◆ Work to complete ◆
Transcribe each entry. Change nothing.

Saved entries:
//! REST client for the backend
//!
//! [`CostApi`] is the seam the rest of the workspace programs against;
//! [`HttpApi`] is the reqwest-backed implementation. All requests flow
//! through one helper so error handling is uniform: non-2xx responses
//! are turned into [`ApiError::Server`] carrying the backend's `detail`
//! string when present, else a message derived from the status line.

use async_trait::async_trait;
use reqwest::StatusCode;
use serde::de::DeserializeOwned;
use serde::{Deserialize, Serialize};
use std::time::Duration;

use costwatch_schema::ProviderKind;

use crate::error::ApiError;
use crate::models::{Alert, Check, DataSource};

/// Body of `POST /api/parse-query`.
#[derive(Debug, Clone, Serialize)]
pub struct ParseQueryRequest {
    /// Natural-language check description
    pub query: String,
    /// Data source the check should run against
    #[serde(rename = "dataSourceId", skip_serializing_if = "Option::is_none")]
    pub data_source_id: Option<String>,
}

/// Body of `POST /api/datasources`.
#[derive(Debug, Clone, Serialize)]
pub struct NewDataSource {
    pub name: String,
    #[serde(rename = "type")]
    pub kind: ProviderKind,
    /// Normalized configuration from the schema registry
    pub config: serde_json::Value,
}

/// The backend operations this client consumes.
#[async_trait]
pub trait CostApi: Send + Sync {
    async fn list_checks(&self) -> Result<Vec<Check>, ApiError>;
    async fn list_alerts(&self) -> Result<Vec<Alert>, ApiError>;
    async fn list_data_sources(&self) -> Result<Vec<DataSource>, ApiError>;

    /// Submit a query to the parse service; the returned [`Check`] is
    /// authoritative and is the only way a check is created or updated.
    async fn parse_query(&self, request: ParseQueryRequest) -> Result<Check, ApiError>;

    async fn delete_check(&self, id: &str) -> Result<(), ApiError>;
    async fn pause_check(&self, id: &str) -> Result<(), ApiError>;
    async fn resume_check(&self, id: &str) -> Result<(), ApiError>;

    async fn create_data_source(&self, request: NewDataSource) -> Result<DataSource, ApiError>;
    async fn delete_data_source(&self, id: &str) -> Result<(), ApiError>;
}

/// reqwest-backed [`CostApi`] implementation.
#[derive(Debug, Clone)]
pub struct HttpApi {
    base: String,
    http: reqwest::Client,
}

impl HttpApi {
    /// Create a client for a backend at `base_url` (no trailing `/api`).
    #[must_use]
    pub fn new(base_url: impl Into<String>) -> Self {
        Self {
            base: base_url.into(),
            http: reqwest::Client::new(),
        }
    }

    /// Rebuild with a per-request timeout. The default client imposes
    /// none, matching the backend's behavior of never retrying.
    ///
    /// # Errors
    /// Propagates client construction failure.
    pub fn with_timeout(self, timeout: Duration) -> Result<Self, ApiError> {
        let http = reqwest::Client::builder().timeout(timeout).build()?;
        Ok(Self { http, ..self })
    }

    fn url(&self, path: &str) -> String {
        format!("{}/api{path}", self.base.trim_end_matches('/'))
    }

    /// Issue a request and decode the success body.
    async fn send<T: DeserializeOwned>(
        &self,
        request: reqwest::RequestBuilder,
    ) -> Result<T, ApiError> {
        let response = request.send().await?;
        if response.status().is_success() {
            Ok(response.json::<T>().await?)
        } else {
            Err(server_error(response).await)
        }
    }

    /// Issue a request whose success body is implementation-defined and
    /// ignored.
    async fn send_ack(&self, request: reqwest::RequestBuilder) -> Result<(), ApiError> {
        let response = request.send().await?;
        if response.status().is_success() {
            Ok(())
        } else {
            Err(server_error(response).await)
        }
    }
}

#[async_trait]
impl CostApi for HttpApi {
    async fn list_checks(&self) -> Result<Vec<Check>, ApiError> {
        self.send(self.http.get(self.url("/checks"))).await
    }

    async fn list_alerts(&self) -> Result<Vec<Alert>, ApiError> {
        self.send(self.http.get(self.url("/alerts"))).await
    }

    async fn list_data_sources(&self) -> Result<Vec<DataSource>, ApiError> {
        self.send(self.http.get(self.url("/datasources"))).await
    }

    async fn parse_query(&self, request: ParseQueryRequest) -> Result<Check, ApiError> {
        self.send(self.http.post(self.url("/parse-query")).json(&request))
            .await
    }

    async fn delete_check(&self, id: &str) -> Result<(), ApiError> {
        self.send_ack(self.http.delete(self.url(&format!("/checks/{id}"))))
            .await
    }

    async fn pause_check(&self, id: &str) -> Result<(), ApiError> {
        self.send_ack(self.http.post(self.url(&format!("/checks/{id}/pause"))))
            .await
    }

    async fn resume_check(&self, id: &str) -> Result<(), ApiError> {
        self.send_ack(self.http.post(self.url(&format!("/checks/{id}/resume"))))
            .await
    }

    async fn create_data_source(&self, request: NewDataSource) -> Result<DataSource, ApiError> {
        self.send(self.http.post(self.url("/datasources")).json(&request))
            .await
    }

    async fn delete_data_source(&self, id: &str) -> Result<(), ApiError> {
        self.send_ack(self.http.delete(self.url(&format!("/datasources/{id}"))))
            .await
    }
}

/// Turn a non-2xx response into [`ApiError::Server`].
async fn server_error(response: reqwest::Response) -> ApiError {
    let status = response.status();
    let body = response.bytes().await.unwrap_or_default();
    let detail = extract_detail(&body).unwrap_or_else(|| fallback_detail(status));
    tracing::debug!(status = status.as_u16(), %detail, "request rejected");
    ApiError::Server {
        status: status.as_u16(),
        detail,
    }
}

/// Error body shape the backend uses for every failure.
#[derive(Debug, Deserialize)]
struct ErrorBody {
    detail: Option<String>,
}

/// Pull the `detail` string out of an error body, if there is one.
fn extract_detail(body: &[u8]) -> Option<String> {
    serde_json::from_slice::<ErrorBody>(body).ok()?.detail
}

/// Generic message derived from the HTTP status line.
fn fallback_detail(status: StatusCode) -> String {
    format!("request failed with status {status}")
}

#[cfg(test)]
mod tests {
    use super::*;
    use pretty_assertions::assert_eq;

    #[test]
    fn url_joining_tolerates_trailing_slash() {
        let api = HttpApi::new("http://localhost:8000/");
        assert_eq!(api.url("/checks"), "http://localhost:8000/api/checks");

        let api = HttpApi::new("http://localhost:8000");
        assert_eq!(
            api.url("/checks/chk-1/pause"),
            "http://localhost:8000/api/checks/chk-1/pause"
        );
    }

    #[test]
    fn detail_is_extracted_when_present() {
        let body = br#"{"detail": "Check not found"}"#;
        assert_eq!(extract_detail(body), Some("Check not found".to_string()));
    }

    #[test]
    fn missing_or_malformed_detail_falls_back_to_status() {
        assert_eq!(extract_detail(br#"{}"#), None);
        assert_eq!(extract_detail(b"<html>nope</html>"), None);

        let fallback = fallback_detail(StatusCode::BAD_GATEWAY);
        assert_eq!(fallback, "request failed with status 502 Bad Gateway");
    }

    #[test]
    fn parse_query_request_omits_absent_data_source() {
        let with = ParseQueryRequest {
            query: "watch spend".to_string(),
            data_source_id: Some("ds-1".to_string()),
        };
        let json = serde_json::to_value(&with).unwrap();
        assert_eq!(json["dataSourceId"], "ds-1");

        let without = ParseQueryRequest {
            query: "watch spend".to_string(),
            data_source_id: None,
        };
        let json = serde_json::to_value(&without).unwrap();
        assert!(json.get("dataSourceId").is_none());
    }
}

◆ Worked solution ◆
//! REST client for the backend
//!
//! [`CostApi`] is the seam the rest of the workspace programs against;
//! [`HttpApi`] is the reqwest-backed implementation. All requests flow
//! through one helper so error handling is uniform: non-2xx responses
//! are turned into [`ApiError::Server`] carrying the backend's `detail`
//! string when present, else a message derived from the status line.

use async_trait::async_trait;
use reqwest::StatusCode;
use serde::de::DeserializeOwned;
use serde::{Deserialize, Serialize};
use std::time::Duration;

use costwatch_schema::ProviderKind;

use crate::error::ApiError;
use crate::models::{Alert, Check, DataSource};

/// Body of `POST /api/parse-query`.
#[derive(Debug, Clone, Serialize)]
pub struct ParseQueryRequest {
    /// Natural-language check description
    pub query: String,
    /// Data source the check should run against
    #[serde(rename = "dataSourceId", skip_serializing_if = "Option::is_none")]
    pub data_source_id: Option<String>,
}

/// Body of `POST /api/datasources`.
#[derive(Debug, Clone, Serialize)]
pub struct NewDataSource {
    pub name: String,
    #[serde(rename = "type")]
    pub kind: ProviderKind,
    /// Normalized configuration from the schema registry
    pub config: serde_json::Value,
}

/// The backend operations this client consumes.
#[async_trait]
pub trait CostApi: Send + Sync {
    async fn list_checks(&self) -> Result<Vec<Check>, ApiError>;
    async fn list_alerts(&self) -> Result<Vec<Alert>, ApiError>;
    async fn list_data_sources(&self) -> Result<Vec<DataSource>, ApiError>;

    /// Submit a query to the parse service; the returned [`Check`] is
    /// authoritative and is the only way a check is created or updated.
    async fn parse_query(&self, request: ParseQueryRequest) -> Result<Check, ApiError>;

    async fn delete_check(&self, id: &str) -> Result<(), ApiError>;
    async fn pause_check(&self, id: &str) -> Result<(), ApiError>;
    async fn resume_check(&self, id: &str) -> Result<(), ApiError>;

    async fn create_data_source(&self, request: NewDataSource) -> Result<DataSource, ApiError>;
    async fn delete_data_source(&self, id: &str) -> Result<(), ApiError>;
}

/// reqwest-backed [`CostApi`] implementation.
#[derive(Debug, Clone)]
pub struct HttpApi {
    base: String,
    http: reqwest::Client,
}

impl HttpApi {
    /// Create a client for a backend at `base_url` (no trailing `/api`).
    #[must_use]
    pub fn new(base_url: impl Into<String>) -> Self {
        Self {
            base: base_url.into(),
            http: reqwest::Client::new(),
        }
    }

    /// Rebuild with a per-request timeout. The default client imposes
    /// none, matching the backend's behavior of never retrying.
    ///
    /// # Errors
    /// Propagates client construction failure.
    pub fn with_timeout(self, timeout: Duration) -> Result<Self, ApiError> {
        let http = reqwest::Client::builder().timeout(timeout).build()?;
        Ok(Self { http, ..self })
    }

    fn url(&self, path: &str) -> String {
        format!("{}/api{path}", self.base.trim_end_matches('/'))
    }

    /// Issue a request and decode the success body.
    async fn send<T: DeserializeOwned>(
        &self,
        request: reqwest::RequestBuilder,
    ) -> Result<T, ApiError> {
        let response = request.send().await?;
        if response.status().is_success() {
            Ok(response.json::<T>().await?)
        } else {
            Err(server_error(response).await)
        }
    }

    /// Issue a request whose success body is implementation-defined and
    /// ignored.
    async fn send_ack(&self, request: reqwest::RequestBuilder) -> Result<(), ApiError> {
        let response = request.send().await?;
        if response.status().is_success() {
            Ok(())
        } else {
            Err(server_error(response).await)
        }
    }
}

#[async_trait]
impl CostApi for HttpApi {
    async fn list_checks(&self) -> Result<Vec<Check>, ApiError> {
        self.send(self.http.get(self.url("/checks"))).await
    }

    async fn list_alerts(&self) -> Result<Vec<Alert>, ApiError> {
        self.send(self.http.get(self.url("/alerts"))).await
    }

    async fn list_data_sources(&self) -> Result<Vec<DataSource>, ApiError> {
        self.send(self.http.get(self.url("/datasources"))).await
    }

    async fn parse_query(&self, request: ParseQueryRequest) -> Result<Check, ApiError> {
        self.send(self.http.post(self.url("/parse-query")).json(&request))
            .await
    }

    async fn delete_check(&self, id: &str) -> Result<(), ApiError> {
        self.send_ack(self.http.delete(self.url(&format!("/checks/{id}"))))
            .await
    }

    async fn pause_check(&self, id: &str) -> Result<(), ApiError> {
        self.send_ack(self.http.post(self.url(&format!("/checks/{id}/pause"))))
            .await
    }

    async fn resume_check(&self, id: &str) -> Result<(), ApiError> {
        self.send_ack(self.http.post(self.url(&format!("/checks/{id}/resume"))))
            .await
    }

    async fn create_data_source(&self, request: NewDataSource) -> Result<DataSource, ApiError> {
        self.send(self.http.post(self.url("/datasources")).json(&request))
            .await
    }

    async fn delete_data_source(&self, id: &str) -> Result<(), ApiError> {
        self.send_ack(self.http.delete(self.url(&format!("/datasources/{id}"))))
            .await
    }
}

/// Turn a non-2xx response into [`ApiError::Server`].
async fn server_error(response: reqwest::Response) -> ApiError {
    let status = response.status();
    let body = response.bytes().await.unwrap_or_default();
    let detail = extract_detail(&body).unwrap_or_else(|| fallback_detail(status));
    tracing::debug!(status = status.as_u16(), %detail, "request rejected");
    ApiError::Server {
        status: status.as_u16(),
        detail,
    }
}

/// Error body shape the backend uses for every failure.
#[derive(Debug, Deserialize)]
struct ErrorBody {
    detail: Option<String>,
}

/// Pull the `detail` string out of an error body, if there is one.
fn extract_detail(body: &[u8]) -> Option<String> {
    serde_json::from_slice::<ErrorBody>(body).ok()?.detail
}

/// Generic message derived from the HTTP status line.
fn fallback_detail(status: StatusCode) -> String {
    format!("request failed with status {status}")
}

#[cfg(test)]
mod tests {
    use super::*;
    use pretty_assertions::assert_eq;

    #[test]
    fn url_joining_tolerates_trailing_slash() {
        let api = HttpApi::new("http://localhost:8000/");
        assert_eq!(api.url("/checks"), "http://localhost:8000/api/checks");

        let api = HttpApi::new("http://localhost:8000");
        assert_eq!(
            api.url("/checks/chk-1/pause"),
            "http://localhost:8000/api/checks/chk-1/pause"
        );
    }

    #[test]
    fn detail_is_extracted_when_present() {
        let body = br#"{"detail": "Check not found"}"#;
        assert_eq!(extract_detail(body), Some("Check not found".to_string()));
    }

    #[test]
    fn missing_or_malformed_detail_falls_back_to_status() {
        assert_eq!(extract_detail(br#"{}"#), None);
        assert_eq!(extract_detail(b"<html>nope</html>"), None);

        let fallback = fallback_detail(StatusCode::BAD_GATEWAY);
        assert_eq!(fallback, "request failed with status 502 Bad Gateway");
    }

    #[test]
    fn parse_query_request_omits_absent_data_source() {
        let with = ParseQueryRequest {
            query: "watch spend".to_string(),
            data_source_id: Some("ds-1".to_string()),
        };
        let json = serde_json::to_value(&with).unwrap();
        assert_eq!(json["dataSourceId"], "ds-1");

        let without = ParseQueryRequest {
            query: "watch spend".to_string(),
            data_source_id: None,
        };
        let json = serde_json::to_value(&without).unwrap();
        assert!(json.get("dataSourceId").is_none());
    }
}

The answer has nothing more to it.